# Try it
Look over the listing below and say how many of its lines include the string "Bytes"; give no more than that number.

# # # #

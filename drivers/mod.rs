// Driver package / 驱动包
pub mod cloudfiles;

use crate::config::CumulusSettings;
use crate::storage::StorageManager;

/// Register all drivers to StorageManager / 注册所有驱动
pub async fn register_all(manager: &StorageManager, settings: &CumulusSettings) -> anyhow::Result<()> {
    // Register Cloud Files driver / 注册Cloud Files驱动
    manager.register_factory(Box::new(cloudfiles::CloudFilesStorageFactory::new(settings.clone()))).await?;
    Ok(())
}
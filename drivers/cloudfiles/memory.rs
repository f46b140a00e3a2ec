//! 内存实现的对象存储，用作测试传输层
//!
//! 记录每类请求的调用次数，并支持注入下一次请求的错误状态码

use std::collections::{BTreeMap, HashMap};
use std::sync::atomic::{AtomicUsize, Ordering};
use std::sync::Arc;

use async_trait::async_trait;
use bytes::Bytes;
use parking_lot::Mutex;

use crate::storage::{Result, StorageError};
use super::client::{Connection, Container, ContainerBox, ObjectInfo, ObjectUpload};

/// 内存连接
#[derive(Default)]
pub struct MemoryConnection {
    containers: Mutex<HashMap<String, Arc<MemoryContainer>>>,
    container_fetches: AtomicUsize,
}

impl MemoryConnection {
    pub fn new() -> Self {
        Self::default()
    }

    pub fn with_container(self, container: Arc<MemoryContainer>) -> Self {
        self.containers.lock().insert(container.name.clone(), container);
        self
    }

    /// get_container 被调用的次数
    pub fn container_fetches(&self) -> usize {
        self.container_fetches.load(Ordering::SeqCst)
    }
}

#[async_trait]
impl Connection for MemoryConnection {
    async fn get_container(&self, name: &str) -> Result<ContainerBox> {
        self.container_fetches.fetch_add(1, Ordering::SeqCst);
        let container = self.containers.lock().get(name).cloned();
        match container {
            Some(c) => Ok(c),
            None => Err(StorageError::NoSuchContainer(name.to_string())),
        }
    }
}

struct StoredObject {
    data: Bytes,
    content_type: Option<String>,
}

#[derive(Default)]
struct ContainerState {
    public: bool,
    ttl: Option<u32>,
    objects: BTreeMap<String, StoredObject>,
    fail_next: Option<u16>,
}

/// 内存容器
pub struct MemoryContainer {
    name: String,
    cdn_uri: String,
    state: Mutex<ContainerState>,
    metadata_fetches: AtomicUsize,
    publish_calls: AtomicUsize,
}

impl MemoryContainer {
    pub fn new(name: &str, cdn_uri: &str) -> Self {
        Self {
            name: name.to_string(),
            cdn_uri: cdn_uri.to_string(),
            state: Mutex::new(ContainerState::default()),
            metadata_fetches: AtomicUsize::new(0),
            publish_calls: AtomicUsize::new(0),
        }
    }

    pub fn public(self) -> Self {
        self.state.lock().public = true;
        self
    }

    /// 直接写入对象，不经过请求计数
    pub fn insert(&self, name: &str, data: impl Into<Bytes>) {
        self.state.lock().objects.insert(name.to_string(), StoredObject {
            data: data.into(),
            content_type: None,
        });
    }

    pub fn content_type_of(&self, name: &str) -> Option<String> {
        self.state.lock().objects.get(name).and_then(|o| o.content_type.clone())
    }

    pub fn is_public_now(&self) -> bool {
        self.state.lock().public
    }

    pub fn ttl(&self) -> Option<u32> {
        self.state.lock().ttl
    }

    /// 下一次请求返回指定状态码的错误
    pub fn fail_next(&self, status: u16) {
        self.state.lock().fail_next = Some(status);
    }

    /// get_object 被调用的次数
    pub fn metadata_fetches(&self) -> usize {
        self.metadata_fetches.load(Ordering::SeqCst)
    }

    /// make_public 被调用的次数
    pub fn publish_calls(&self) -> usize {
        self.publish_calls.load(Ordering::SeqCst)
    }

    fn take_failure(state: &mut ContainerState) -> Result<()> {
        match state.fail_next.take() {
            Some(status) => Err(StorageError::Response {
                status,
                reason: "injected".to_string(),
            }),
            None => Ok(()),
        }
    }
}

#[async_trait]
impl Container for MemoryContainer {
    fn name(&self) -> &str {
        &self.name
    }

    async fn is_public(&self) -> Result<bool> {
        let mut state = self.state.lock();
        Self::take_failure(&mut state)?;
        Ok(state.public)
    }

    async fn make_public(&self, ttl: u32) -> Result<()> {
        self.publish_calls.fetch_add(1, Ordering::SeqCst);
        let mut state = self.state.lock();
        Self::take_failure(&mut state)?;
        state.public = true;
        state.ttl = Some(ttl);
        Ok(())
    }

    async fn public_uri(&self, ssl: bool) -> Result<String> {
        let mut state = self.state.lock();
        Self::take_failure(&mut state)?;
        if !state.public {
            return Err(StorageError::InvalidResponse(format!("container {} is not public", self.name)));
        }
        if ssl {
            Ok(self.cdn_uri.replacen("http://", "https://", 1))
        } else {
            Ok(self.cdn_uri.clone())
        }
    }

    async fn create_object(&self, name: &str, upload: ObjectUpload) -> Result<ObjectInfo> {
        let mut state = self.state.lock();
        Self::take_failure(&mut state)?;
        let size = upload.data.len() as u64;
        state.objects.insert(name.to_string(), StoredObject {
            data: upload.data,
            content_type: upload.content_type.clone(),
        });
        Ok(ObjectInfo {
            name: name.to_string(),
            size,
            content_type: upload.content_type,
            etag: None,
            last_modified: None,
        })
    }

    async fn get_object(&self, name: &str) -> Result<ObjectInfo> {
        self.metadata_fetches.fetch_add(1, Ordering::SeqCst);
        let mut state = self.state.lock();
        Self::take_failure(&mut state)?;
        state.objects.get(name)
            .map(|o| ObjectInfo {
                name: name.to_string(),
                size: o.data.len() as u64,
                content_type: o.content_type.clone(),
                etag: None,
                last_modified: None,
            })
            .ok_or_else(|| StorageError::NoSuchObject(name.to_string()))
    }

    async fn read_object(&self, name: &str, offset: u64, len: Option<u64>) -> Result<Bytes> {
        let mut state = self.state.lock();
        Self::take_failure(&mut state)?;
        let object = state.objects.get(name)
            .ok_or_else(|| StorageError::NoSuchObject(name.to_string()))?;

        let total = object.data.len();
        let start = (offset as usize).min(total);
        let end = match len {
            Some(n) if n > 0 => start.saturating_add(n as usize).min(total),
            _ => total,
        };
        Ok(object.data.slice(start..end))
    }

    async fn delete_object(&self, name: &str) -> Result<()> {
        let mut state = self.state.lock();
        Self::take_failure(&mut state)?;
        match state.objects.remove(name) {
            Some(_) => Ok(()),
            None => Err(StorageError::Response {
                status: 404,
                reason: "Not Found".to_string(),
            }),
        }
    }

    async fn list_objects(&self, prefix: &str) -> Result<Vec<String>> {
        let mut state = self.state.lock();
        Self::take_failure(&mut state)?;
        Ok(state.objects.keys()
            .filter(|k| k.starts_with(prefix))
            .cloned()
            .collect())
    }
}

# # # #

# Worked solution
4